►
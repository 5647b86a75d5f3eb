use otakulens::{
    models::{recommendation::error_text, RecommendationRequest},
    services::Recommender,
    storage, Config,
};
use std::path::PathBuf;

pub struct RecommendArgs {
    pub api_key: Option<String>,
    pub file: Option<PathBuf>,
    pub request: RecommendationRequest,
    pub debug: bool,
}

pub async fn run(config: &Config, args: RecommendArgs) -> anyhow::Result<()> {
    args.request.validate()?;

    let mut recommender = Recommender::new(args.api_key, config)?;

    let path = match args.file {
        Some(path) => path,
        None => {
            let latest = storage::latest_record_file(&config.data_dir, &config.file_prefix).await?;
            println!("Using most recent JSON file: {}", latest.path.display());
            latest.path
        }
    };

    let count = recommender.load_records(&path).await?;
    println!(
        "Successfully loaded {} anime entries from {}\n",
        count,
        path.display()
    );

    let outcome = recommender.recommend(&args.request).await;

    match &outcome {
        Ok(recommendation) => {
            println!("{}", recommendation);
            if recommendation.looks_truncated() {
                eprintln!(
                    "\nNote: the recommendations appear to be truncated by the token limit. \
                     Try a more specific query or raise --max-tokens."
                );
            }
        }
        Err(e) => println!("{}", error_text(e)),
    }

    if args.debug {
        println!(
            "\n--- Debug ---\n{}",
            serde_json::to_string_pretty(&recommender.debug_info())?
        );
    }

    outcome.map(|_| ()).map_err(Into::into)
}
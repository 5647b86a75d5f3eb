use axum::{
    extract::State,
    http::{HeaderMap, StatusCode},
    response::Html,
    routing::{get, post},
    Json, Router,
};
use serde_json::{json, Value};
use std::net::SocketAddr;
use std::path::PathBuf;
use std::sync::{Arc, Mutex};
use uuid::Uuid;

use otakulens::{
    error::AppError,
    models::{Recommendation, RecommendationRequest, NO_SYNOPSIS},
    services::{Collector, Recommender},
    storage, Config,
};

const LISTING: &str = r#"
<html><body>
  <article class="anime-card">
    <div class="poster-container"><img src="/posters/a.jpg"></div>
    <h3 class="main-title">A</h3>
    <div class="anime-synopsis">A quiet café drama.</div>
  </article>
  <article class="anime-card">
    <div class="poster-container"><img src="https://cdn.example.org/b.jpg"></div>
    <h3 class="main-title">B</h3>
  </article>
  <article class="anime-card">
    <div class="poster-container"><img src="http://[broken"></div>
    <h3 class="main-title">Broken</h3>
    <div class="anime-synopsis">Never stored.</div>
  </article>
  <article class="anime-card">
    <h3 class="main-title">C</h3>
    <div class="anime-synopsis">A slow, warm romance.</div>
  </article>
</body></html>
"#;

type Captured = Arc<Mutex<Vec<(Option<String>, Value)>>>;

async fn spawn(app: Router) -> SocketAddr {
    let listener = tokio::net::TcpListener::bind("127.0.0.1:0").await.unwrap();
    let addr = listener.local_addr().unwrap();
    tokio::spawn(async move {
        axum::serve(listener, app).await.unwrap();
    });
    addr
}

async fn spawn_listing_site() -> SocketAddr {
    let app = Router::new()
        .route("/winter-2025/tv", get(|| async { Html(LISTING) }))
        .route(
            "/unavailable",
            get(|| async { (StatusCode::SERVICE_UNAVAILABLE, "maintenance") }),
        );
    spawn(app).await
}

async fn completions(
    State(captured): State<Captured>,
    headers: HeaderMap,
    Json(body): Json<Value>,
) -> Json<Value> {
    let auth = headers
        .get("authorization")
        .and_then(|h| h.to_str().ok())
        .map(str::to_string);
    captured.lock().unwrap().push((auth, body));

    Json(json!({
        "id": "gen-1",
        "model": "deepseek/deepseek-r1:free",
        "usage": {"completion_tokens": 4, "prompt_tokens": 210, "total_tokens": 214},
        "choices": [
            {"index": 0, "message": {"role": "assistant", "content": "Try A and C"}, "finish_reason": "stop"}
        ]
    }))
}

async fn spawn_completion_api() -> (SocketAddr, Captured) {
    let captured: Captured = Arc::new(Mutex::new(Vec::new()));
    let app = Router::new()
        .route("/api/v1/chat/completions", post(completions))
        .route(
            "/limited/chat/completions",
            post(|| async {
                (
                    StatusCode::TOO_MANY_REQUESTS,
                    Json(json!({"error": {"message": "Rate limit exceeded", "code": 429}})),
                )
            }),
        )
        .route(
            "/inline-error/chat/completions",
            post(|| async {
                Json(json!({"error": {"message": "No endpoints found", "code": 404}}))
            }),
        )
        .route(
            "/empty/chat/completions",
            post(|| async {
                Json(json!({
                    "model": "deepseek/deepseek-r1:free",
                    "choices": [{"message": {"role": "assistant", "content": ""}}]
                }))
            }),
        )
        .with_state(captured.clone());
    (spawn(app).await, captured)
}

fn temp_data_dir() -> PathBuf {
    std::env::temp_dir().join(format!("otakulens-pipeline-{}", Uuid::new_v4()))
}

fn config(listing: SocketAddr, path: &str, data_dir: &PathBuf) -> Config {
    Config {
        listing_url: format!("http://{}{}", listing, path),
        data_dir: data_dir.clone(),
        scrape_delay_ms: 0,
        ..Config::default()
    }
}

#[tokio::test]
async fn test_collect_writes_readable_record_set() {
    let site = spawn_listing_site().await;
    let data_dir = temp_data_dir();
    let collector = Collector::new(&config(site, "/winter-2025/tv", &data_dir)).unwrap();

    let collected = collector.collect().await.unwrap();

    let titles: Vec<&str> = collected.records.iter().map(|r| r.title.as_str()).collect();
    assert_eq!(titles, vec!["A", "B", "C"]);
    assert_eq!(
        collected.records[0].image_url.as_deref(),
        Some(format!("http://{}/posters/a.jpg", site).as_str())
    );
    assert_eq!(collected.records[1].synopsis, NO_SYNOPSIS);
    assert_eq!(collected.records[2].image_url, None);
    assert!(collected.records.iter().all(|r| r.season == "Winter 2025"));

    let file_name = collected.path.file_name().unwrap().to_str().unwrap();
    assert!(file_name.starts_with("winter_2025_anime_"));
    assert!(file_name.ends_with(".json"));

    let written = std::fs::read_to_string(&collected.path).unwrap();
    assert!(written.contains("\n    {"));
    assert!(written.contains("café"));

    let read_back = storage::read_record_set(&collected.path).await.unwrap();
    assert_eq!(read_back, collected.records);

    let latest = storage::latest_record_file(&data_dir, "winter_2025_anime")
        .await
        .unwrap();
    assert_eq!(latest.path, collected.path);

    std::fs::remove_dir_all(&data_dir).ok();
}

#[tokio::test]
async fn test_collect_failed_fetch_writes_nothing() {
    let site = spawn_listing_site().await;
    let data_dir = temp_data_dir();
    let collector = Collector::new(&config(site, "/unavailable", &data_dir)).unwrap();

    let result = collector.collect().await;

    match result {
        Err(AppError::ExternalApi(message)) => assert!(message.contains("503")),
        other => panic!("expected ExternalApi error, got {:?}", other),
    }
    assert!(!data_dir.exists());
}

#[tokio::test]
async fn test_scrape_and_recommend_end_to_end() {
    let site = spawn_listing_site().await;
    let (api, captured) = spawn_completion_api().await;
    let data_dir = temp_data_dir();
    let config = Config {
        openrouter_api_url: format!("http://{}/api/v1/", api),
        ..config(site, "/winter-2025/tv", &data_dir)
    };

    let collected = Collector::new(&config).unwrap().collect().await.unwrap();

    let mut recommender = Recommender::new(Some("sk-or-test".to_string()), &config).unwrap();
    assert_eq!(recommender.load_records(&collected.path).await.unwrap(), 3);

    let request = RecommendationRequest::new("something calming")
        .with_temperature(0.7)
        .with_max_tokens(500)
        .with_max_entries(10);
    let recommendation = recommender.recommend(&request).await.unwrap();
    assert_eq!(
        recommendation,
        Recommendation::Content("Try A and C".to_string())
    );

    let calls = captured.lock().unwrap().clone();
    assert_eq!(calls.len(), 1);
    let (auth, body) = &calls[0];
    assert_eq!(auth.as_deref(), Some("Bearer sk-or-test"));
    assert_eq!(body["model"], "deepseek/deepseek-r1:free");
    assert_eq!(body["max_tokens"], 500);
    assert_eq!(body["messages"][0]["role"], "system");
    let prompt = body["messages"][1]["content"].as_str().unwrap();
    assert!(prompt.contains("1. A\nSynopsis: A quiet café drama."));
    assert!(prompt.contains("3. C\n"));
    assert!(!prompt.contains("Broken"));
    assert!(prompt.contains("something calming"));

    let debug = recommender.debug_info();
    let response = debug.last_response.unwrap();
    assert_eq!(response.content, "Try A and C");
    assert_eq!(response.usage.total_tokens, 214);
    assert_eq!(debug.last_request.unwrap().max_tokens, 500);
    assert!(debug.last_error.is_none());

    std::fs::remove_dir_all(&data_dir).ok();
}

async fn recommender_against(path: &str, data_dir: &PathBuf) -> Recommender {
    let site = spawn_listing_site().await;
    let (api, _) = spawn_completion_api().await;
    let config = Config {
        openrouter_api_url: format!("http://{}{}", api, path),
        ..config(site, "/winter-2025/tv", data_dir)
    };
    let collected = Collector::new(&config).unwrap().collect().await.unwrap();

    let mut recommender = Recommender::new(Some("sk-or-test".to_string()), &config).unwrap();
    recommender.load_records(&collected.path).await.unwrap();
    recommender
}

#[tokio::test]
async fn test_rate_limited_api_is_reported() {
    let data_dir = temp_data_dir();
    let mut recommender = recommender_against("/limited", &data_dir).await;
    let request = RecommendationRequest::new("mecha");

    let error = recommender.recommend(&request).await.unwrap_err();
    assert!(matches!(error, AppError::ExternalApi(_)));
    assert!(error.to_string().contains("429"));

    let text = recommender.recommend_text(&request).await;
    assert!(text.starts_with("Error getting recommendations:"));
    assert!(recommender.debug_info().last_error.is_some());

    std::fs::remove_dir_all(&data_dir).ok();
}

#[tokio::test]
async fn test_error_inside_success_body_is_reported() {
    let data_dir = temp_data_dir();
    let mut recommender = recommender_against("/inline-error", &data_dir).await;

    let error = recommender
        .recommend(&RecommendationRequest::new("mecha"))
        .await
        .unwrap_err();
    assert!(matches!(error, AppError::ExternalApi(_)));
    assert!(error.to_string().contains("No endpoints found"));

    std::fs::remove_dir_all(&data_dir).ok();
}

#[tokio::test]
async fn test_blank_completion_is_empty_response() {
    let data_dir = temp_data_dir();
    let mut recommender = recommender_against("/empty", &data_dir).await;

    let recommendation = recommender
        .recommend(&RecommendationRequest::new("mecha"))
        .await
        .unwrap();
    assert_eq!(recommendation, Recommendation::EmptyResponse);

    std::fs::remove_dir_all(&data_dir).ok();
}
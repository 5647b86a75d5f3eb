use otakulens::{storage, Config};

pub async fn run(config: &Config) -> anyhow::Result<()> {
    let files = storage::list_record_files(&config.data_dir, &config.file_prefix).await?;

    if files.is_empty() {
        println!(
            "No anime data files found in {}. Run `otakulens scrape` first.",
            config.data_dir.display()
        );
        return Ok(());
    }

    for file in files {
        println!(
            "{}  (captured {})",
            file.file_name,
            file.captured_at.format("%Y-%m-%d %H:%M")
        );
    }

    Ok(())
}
◄
▶ _Work item_: Pull out all lines in the data above that include "café".

▶ _Response to the exercise_:
    <div class="anime-synopsis">A quiet café drama.</div>
    assert!(written.contains("café"));
    assert!(prompt.contains("1. A\nSynopsis: A quiet café drama."));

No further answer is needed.